Data Block Start

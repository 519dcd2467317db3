// Modular parser for the Fen language
// This module organizes the parser into logical components

use crate::ParseError;
use fen_ast::*;
use fen_lexer::{Lexer, Token, TokenSpan};

// Sub-modules for different parsing responsibilities
mod expressions;
mod items;
mod statements;
mod types;

pub struct Parser {
    pub(crate) tokens: Vec<TokenSpan>,
    pub(crate) current: usize,
    pub(crate) source_len: usize,
    // Struct-init literals are not allowed directly in `if`/`while`
    // condition position: `if x {` must parse `x` as a variable, not the
    // start of `x { ... }`.
    pub(crate) struct_init_allowed: bool,
}

impl Parser {
    pub fn new(source: &str) -> Result<Self, ParseError> {
        let lexer = Lexer::new(source);
        let tokens: Result<Vec<_>, _> = lexer.collect();
        let tokens = tokens.map_err(|e| match e {
            fen_lexer::LexError::InvalidToken { span } => ParseError::LexerError {
                message: "invalid token".to_string(),
                span,
            },
        })?;

        Ok(Self {
            tokens,
            current: 0,
            source_len: source.len(),
            struct_init_allowed: true,
        })
    }

    pub fn parse(&mut self) -> Result<Program, ParseError> {
        let mut decls = Vec::new();

        while !self.is_at_end() {
            if self.check(&Token::Def) {
                decls.push(TopLevel::Item(Item::Function(self.parse_function()?)));
            } else if self.check(&Token::Struct) {
                decls.push(TopLevel::Item(Item::Struct(self.parse_struct()?)));
            } else if self.check(&Token::Trait) {
                decls.push(TopLevel::Item(Item::Trait(self.parse_trait()?)));
            } else if self.check(&Token::Impl) {
                decls.push(TopLevel::Item(Item::TraitImpl(self.parse_trait_impl()?)));
            } else {
                decls.push(TopLevel::Stmt(self.parse_statement()?));
            }
        }
        Ok(Program { decls })
    }

    // ==================== Helper Methods ====================

    pub(crate) fn match_token(&mut self, kind: &Token) -> bool {
        if self.check(kind) {
            self.advance();
            true
        } else {
            false
        }
    }

    pub(crate) fn check(&self, kind: &Token) -> bool {
        if self.is_at_end() {
            false
        } else {
            std::mem::discriminant(self.peek()) == std::mem::discriminant(kind)
        }
    }

    pub(crate) fn check_ahead(&self, offset: usize, kind: &Token) -> bool {
        match self.tokens.get(self.current + offset) {
            Some(ts) => std::mem::discriminant(&ts.token) == std::mem::discriminant(kind),
            None => false,
        }
    }

    pub(crate) fn advance(&mut self) -> &Token {
        if !self.is_at_end() {
            self.current += 1;
        }
        self.previous()
    }

    pub(crate) fn is_at_end(&self) -> bool {
        self.current >= self.tokens.len()
    }

    pub(crate) fn peek(&self) -> &Token {
        &self.tokens[self.current].token
    }

    pub(crate) fn previous(&self) -> &Token {
        &self.tokens[self.current - 1].token
    }

    /// Span of the token about to be consumed (or an empty span at EOF).
    pub(crate) fn peek_span(&self) -> Span {
        match self.tokens.get(self.current) {
            Some(ts) => Span::new(ts.span.start, ts.span.end),
            None => Span::new(self.source_len, self.source_len),
        }
    }

    /// Span of the most recently consumed token.
    pub(crate) fn prev_span(&self) -> Span {
        let ts = &self.tokens[self.current - 1];
        Span::new(ts.span.start, ts.span.end)
    }

    pub(crate) fn consume(&mut self, kind: &Token, message: &str) -> Result<(), ParseError> {
        if self.check(kind) {
            self.advance();
            Ok(())
        } else {
            Err(self.error(message))
        }
    }

    pub(crate) fn consume_ident(&mut self, message: &str) -> Result<String, ParseError> {
        if let Token::Ident(name) = self.peek().clone() {
            self.advance();
            Ok(name)
        } else {
            Err(self.error(message))
        }
    }

    pub(crate) fn error(&self, message: &str) -> ParseError {
        let span = match self.tokens.get(self.current) {
            Some(ts) => ts.span.clone(),
            None => self.source_len..self.source_len,
        };
        let found = if self.is_at_end() {
            "end of input".to_string()
        } else {
            format!("{:?}", self.peek())
        };
        ParseError::SyntaxError {
            message: format!("{} (found {})", message, found),
            span,
        }
    }
}

#[cfg(test)]
mod tests {
    use super::*;

    fn parse(source: &str) -> Program {
        Parser::new(source)
            .expect("lexer failure")
            .parse()
            .expect("parse failure")
    }

    #[test]
    fn test_parse_top_level_let_and_call() {
        let program = parse("let a = 1 + 2 * 3;\necho(int_to_string(a));");
        assert_eq!(program.decls.len(), 2);
        assert!(matches!(
            program.decls[0],
            TopLevel::Stmt(Stmt::Let { .. })
        ));
        assert!(matches!(
            program.decls[1],
            TopLevel::Stmt(Stmt::Expr(Expr::Call { .. }))
        ));
    }

    #[test]
    fn test_parse_generic_function() {
        let program = parse("def unwrap<T>(b: Box<T>) -> T { return b.item; }");
        let TopLevel::Item(Item::Function(func)) = &program.decls[0] else {
            panic!("expected function item");
        };
        assert_eq!(func.name, "unwrap");
        assert_eq!(func.type_params.len(), 1);
        assert_eq!(func.params.len(), 1);
        assert!(func.return_type.is_some());
    }

    #[test]
    fn test_parse_trait_and_impl() {
        let program = parse(
            "trait Say { def say() -> String; }\n\
             struct A {}\n\
             impl Say for A { def say() -> String { return \"hello\"; } }",
        );
        assert_eq!(program.decls.len(), 3);
        let TopLevel::Item(Item::TraitImpl(imp)) = &program.decls[2] else {
            panic!("expected impl item");
        };
        assert_eq!(imp.trait_name, "Say");
        assert_eq!(imp.functions.len(), 1);
    }

    #[test]
    fn test_if_condition_is_not_struct_init() {
        let program = parse("if flag { return 7; } else { return 8; }");
        let TopLevel::Stmt(Stmt::If { branches, else_block, .. }) = &program.decls[0] else {
            panic!("expected if statement");
        };
        assert_eq!(branches.len(), 1);
        assert!(matches!(branches[0].0, Expr::Var { .. }));
        assert!(else_block.is_some());
    }
}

Data Block End

→ **The task**:
Your answer should be the data above, retyped exactly.

→ **Result for this task**:
repository 519dcd2467317db3
// Modular parser for the Fen language
// This module organizes the parser into logical components

use crate::ParseError;
use fen_ast::*;
use fen_lexer::{Lexer, Token, TokenSpan};

// Sub-modules for different parsing responsibilities
mod expressions;
mod items;
mod statements;
mod types;

pub struct Parser {
    pub(crate) tokens: Vec<TokenSpan>,
    pub(crate) current: usize,
    pub(crate) source_len: usize,
    // Struct-init literals are not allowed directly in `if`/`while`
    // condition position: `if x {` must parse `x` as a variable, not the
    // start of `x { ... }`.
    pub(crate) struct_init_allowed: bool,
}

impl Parser {
    pub fn new(source: &str) -> Result<Self, ParseError> {
        let lexer = Lexer::new(source);
        let tokens: Result<Vec<_>, _> = lexer.collect();
        let tokens = tokens.map_err(|e| match e {
            fen_lexer::LexError::InvalidToken { span } => ParseError::LexerError {
                message: "invalid token".to_string(),
                span,
            },
        })?;

        Ok(Self {
            tokens,
            current: 0,
            source_len: source.len(),
            struct_init_allowed: true,
        })
    }

    pub fn parse(&mut self) -> Result<Program, ParseError> {
        let mut decls = Vec::new();

        while !self.is_at_end() {
            if self.check(&Token::Def) {
                decls.push(TopLevel::Item(Item::Function(self.parse_function()?)));
            } else if self.check(&Token::Struct) {
                decls.push(TopLevel::Item(Item::Struct(self.parse_struct()?)));
            } else if self.check(&Token::Trait) {
                decls.push(TopLevel::Item(Item::Trait(self.parse_trait()?)));
            } else if self.check(&Token::Impl) {
                decls.push(TopLevel::Item(Item::TraitImpl(self.parse_trait_impl()?)));
            } else {
                decls.push(TopLevel::Stmt(self.parse_statement()?));
            }
        }
        Ok(Program { decls })
    }

    // ==================== Helper Methods ====================

    pub(crate) fn match_token(&mut self, kind: &Token) -> bool {
        if self.check(kind) {
            self.advance();
            true
        } else {
            false
        }
    }

    pub(crate) fn check(&self, kind: &Token) -> bool {
        if self.is_at_end() {
            false
        } else {
            std::mem::discriminant(self.peek()) == std::mem::discriminant(kind)
        }
    }

    pub(crate) fn check_ahead(&self, offset: usize, kind: &Token) -> bool {
        match self.tokens.get(self.current + offset) {
            Some(ts) => std::mem::discriminant(&ts.token) == std::mem::discriminant(kind),
            None => false,
        }
    }

    pub(crate) fn advance(&mut self) -> &Token {
        if !self.is_at_end() {
            self.current += 1;
        }
        self.previous()
    }

    pub(crate) fn is_at_end(&self) -> bool {
        self.current >= self.tokens.len()
    }

    pub(crate) fn peek(&self) -> &Token {
        &self.tokens[self.current].token
    }

    pub(crate) fn previous(&self) -> &Token {
        &self.tokens[self.current - 1].token
    }

    /// Span of the token about to be consumed (or an empty span at EOF).
    pub(crate) fn peek_span(&self) -> Span {
        match self.tokens.get(self.current) {
            Some(ts) => Span::new(ts.span.start, ts.span.end),
            None => Span::new(self.source_len, self.source_len),
        }
    }

    /// Span of the most recently consumed token.
    pub(crate) fn prev_span(&self) -> Span {
        let ts = &self.tokens[self.current - 1];
        Span::new(ts.span.start, ts.span.end)
    }

    pub(crate) fn consume(&mut self, kind: &Token, message: &str) -> Result<(), ParseError> {
        if self.check(kind) {
            self.advance();
            Ok(())
        } else {
            Err(self.error(message))
        }
    }

    pub(crate) fn consume_ident(&mut self, message: &str) -> Result<String, ParseError> {
        if let Token::Ident(name) = self.peek().clone() {
            self.advance();
            Ok(name)
        } else {
            Err(self.error(message))
        }
    }

    pub(crate) fn error(&self, message: &str) -> ParseError {
        let span = match self.tokens.get(self.current) {
            Some(ts) => ts.span.clone(),
            None => self.source_len..self.source_len,
        };
        let found = if self.is_at_end() {
            "end of input".to_string()
        } else {
            format!("{:?}", self.peek())
        };
        ParseError::SyntaxError {
            message: format!("{} (found {})", message, found),
            span,
        }
    }
}

#[cfg(test)]
mod tests {
    use super::*;

    fn parse(source: &str) -> Program {
        Parser::new(source)
            .expect("lexer failure")
            .parse()
            .expect("parse failure")
    }

    #[test]
    fn test_parse_top_level_let_and_call() {
        let program = parse("let a = 1 + 2 * 3;\necho(int_to_string(a));");
        assert_eq!(program.decls.len(), 2);
        assert!(matches!(
            program.decls[0],
            TopLevel::Stmt(Stmt::Let { .. })
        ));
        assert!(matches!(
            program.decls[1],
            TopLevel::Stmt(Stmt::Expr(Expr::Call { .. }))
        ));
    }

    #[test]
    fn test_parse_generic_function() {
        let program = parse("def unwrap<T>(b: Box<T>) -> T { return b.item; }");
        let TopLevel::Item(Item::Function(func)) = &program.decls[0] else {
            panic!("expected function item");
        };
        assert_eq!(func.name, "unwrap");
        assert_eq!(func.type_params.len(), 1);
        assert_eq!(func.params.len(), 1);
        assert!(func.return_type.is_some());
    }

    #[test]
    fn test_parse_trait_and_impl() {
        let program = parse(
            "trait Say { def say() -> String; }\n\
             struct A {}\n\
             impl Say for A { def say() -> String { return \"hello\"; } }",
        );
        assert_eq!(program.decls.len(), 3);
        let TopLevel::Item(Item::TraitImpl(imp)) = &program.decls[2] else {
            panic!("expected impl item");
        };
        assert_eq!(imp.trait_name, "Say");
        assert_eq!(imp.functions.len(), 1);
    }

    #[test]
    fn test_if_condition_is_not_struct_init() {
        let program = parse("if flag { return 7; } else { return 8; }");
        let TopLevel::Stmt(Stmt::If { branches, else_block, .. }) = &program.decls[0] else {
            panic!("expected if statement");
        };
        assert_eq!(branches.len(), 1);
        assert!(matches!(branches[0].0, Expr::Var { .. }));
        assert!(else_block.is_some());
    }
}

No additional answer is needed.